> _WORK INSTRUCTION_: All lines of the entries with "category" in them must be listed.

________________

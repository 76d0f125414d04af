use radar_common::{Error, Result};
use serde::{Deserialize, Serialize};

/// Top-level configuration, usually loaded from `~/.radar/config.yml`.
#[derive(Debug, Clone, Default, Serialize, Deserialize)]
#[serde(default)]
pub struct AppConfig {
    pub gateway: GatewayConfig,
    pub telegram: TelegramConfig,
    pub llm: LlmConfig,
    pub analysis: AnalysisConfig,
    pub ingest: IngestConfig,
    pub scout: ScoutConfig,
}

#[derive(Debug, Clone, Serialize, Deserialize)]
#[serde(default)]
pub struct GatewayConfig {
    pub host: String,
    pub port: u16,
    pub rate_limit: RateLimitConfig,
}

impl Default for GatewayConfig {
    fn default() -> Self {
        Self {
            host: "0.0.0.0".to_string(),
            port: 5000,
            rate_limit: RateLimitConfig::default(),
        }
    }
}

/// Per-IP request budget for the public endpoints.
#[derive(Debug, Clone, Serialize, Deserialize)]
#[serde(default)]
pub struct RateLimitConfig {
    pub per_second: u64,
    pub burst_size: u32,
}

impl Default for RateLimitConfig {
    fn default() -> Self {
        Self {
            per_second: 1,
            burst_size: 30,
        }
    }
}

#[derive(Debug, Clone, Copy, Default, PartialEq, Eq, Serialize, Deserialize)]
#[serde(rename_all = "lowercase")]
pub enum TelegramMode {
    /// Telegram pushes updates to `POST /webhook`.
    #[default]
    Webhook,
    /// The bot long-polls Telegram for updates.
    Polling,
}

#[derive(Debug, Clone, Serialize, Deserialize)]
#[serde(default)]
pub struct TelegramConfig {
    pub bot_token: Option<String>,
    /// When set, messages from any other chat are silently dropped.
    pub allowed_chat_id: Option<String>,
    /// Destination for scout alerts and ingested alerts. Falls back to
    /// `allowed_chat_id`.
    pub alert_chat_id: Option<String>,
    pub mode: TelegramMode,
    pub max_message_chars: usize,
    pub send_timeout_secs: u64,
}

impl Default for TelegramConfig {
    fn default() -> Self {
        Self {
            bot_token: None,
            allowed_chat_id: None,
            alert_chat_id: None,
            mode: TelegramMode::default(),
            max_message_chars: 4000,
            send_timeout_secs: 10,
        }
    }
}

impl TelegramConfig {
    pub fn alert_destination(&self) -> Option<&str> {
        non_blank(&self.alert_chat_id).or(non_blank(&self.allowed_chat_id))
    }
}

fn non_blank(value: &Option<String>) -> Option<&str> {
    value.as_deref().filter(|v| !v.trim().is_empty())
}

/// OpenAI-compatible completion endpoint.
#[derive(Debug, Clone, Serialize, Deserialize)]
#[serde(default)]
pub struct LlmConfig {
    pub api_key: Option<String>,
    pub base_url: Option<String>,
    pub model: String,
    pub temperature: f64,
    pub summary_max_tokens: u32,
    pub deep_dive_max_tokens: u32,
    pub timeout_secs: u64,
}

impl Default for LlmConfig {
    fn default() -> Self {
        Self {
            api_key: None,
            base_url: None,
            model: "gpt-4o-mini".to_string(),
            temperature: 0.5,
            summary_max_tokens: 600,
            deep_dive_max_tokens: 1000,
            timeout_secs: 20,
        }
    }
}

/// Upper bound for either link cap; a reference list never holds more.
pub const MAX_LINKS_PER_MESSAGE: usize = 6;

#[derive(Debug, Clone, Serialize, Deserialize)]
#[serde(default)]
pub struct AnalysisConfig {
    pub deepen_enabled: bool,
    /// Link cap when deepen commands are available.
    pub max_links: usize,
    /// Link cap for the plain summary flow without deepen commands.
    pub max_links_without_deepen: usize,
    pub body_max_chars: usize,
    pub min_body_chars: usize,
    pub fetch_timeout_secs: u64,
    pub arxiv_api_url: String,
    /// Hosts whose `/abs/<id>` pages are looked up through `arxiv_api_url`.
    pub arxiv_hosts: Vec<String>,
}

impl Default for AnalysisConfig {
    fn default() -> Self {
        Self {
            deepen_enabled: true,
            max_links: 6,
            max_links_without_deepen: 4,
            body_max_chars: 2000,
            min_body_chars: 100,
            fetch_timeout_secs: 15,
            arxiv_api_url: "http://export.arxiv.org/api/query".to_string(),
            arxiv_hosts: vec![
                "arxiv.org".to_string(),
                "www.arxiv.org".to_string(),
                "export.arxiv.org".to_string(),
            ],
        }
    }
}

impl AnalysisConfig {
    pub fn link_cap(&self) -> usize {
        if self.deepen_enabled {
            self.max_links
        } else {
            self.max_links_without_deepen
        }
    }
}

#[derive(Debug, Clone, Default, Serialize, Deserialize)]
#[serde(default)]
pub struct IngestConfig {
    /// Shared secret expected in the `X-Secret-Key` header.
    pub secret_key: Option<String>,
    /// Where `radar scan` pushes its alerts. Direct Telegram delivery is used
    /// when unset.
    pub url: Option<String>,
}

#[derive(Debug, Clone, Serialize, Deserialize)]
#[serde(default)]
pub struct ScoutConfig {
    pub window_hours: i64,
    pub title_max_chars: usize,
    pub keywords: Vec<String>,
    pub sources: Vec<FeedSource>,
    pub github: GithubScoutConfig,
    pub fetch_timeout_secs: u64,
}

#[derive(Debug, Clone, PartialEq, Eq, Serialize, Deserialize)]
pub struct FeedSource {
    pub category: String,
    pub url: String,
}

impl FeedSource {
    fn new(category: &str, url: &str) -> Self {
        Self {
            category: category.to_string(),
            url: url.to_string(),
        }
    }
}

impl Default for ScoutConfig {
    fn default() -> Self {
        let keywords = [
            "deepfake",
            "zero-day",
            "exploit",
            "bypass",
            "launch",
            "release",
            "new model",
            "SOTA",
            "demo",
            "text-to-video",
            "video generation",
            "voice cloning",
            "multimodal",
            "real-time",
            "open source",
            "detection",
            "AI red teaming",
            "adversarial",
            "synthetic media",
            "forgery",
            "hallucination",
            "agent",
            "quantum",
            "Chinese AI",
            "Kolors",
            "HunYuan",
            "ERNIE",
        ];

        let sources = vec![
            FeedSource::new(
                "🤖 Generative AI (Video)",
                "https://huggingface.co/models?pipeline_tag=text-to-video&sort=modified&rss=true",
            ),
            FeedSource::new(
                "🖼️ Generative AI (Image)",
                "https://huggingface.co/models?pipeline_tag=text-to-image&sort=modified&rss=true",
            ),
            FeedSource::new(
                "🔊 Voice & Audio",
                "https://huggingface.co/models?pipeline_tag=text-to-speech&sort=modified&rss=true",
            ),
            FeedSource::new("🌍 Beyond HF (Replicate)", "https://replicate.com/new/feed"),
            FeedSource::new(
                "🕵️ Deepfakes & Detection",
                "https://realitydefender.com/blog/rss/",
            ),
            FeedSource::new("🛡️ MITRE ATLAS", "https://atlas.mitre.org/updates.rss"),
            FeedSource::new(
                "📜 EU AI Act",
                "https://digital-strategy.ec.europa.eu/en/rss/ai-act",
            ),
            FeedSource::new("🔬 arXiv CV", "http://arxiv.org/rss/cs.CV"),
            FeedSource::new("🔐 arXiv Security", "http://arxiv.org/rss/cs.CR"),
            FeedSource::new("🌀 Quantum + AI", "http://arxiv.org/rss/quant-ph"),
            FeedSource::new(
                "🚨 CISA AI Security",
                "https://www.cisa.gov/news.xml?field_topic_target_id[9751]=9751",
            ),
            FeedSource::new(
                "📰 AI Policy (Global)",
                "https://artificialintelligenceact.eu/feed/",
            ),
        ];

        Self {
            window_hours: 24,
            title_max_chars: 80,
            keywords: keywords.iter().map(|k| k.to_string()).collect(),
            sources,
            github: GithubScoutConfig::default(),
            fetch_timeout_secs: 10,
        }
    }
}

#[derive(Debug, Clone, Serialize, Deserialize)]
#[serde(default)]
pub struct GithubScoutConfig {
    pub enabled: bool,
    pub category: String,
    pub api_url: String,
    pub query: String,
    pub lookback_days: i64,
    pub min_stars: u64,
    pub per_page: u8,
    pub description_max_chars: usize,
}

impl Default for GithubScoutConfig {
    fn default() -> Self {
        Self {
            enabled: true,
            category: "🐙 GitHub Trending (IA)".to_string(),
            api_url: "https://api.github.com/search/repositories".to_string(),
            query: "deepfake OR 'voice cloning' OR 'multimodal agent' OR 'AI red teaming' OR 'text-to-video'"
                .to_string(),
            lookback_days: 2,
            min_stars: 30,
            per_page: 5,
            description_max_chars: 60,
        }
    }
}

/// What a subcommand needs from the configuration before it can start.
#[derive(Debug, Clone, Copy, PartialEq, Eq)]
pub enum Requirement {
    Serve,
    Scan,
    Check,
}

impl AppConfig {
    pub fn validate(&self, requirement: Requirement) -> Result<()> {
        let has = |v: &Option<String>| v.as_deref().is_some_and(|s| !s.trim().is_empty());

        match requirement {
            Requirement::Serve => {
                if !has(&self.telegram.bot_token) {
                    return Err(Error::Config("telegram.bot_token is required".into()));
                }
                if !has(&self.llm.api_key) {
                    return Err(Error::Config("llm.api_key is required".into()));
                }
            }
            Requirement::Scan => {
                if !has(&self.ingest.url) {
                    if !has(&self.telegram.bot_token) {
                        return Err(Error::Config(
                            "either ingest.url or telegram.bot_token is required".into(),
                        ));
                    }
                    if self.telegram.alert_destination().is_none() {
                        return Err(Error::Config(
                            "telegram.alert_chat_id (or allowed_chat_id) is required for direct delivery"
                                .into(),
                        ));
                    }
                }
            }
            Requirement::Check => {
                if !has(&self.llm.api_key) {
                    return Err(Error::Config("llm.api_key is required".into()));
                }
            }
        }

        for (name, cap) in [
            ("analysis.max_links", self.analysis.max_links),
            (
                "analysis.max_links_without_deepen",
                self.analysis.max_links_without_deepen,
            ),
        ] {
            if !(1..=MAX_LINKS_PER_MESSAGE).contains(&cap) {
                return Err(Error::Config(format!(
                    "{name} must be between 1 and {MAX_LINKS_PER_MESSAGE}, got {cap}"
                )));
            }
        }

        Ok(())
    }
}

________________

> _RESULT FOR THIS TASK_:
    pub category: String,
    fn new(category: &str, url: &str) -> Self {
            category: category.to_string(),
    pub category: String,
            category: "🐙 GitHub Trending (IA)".to_string(),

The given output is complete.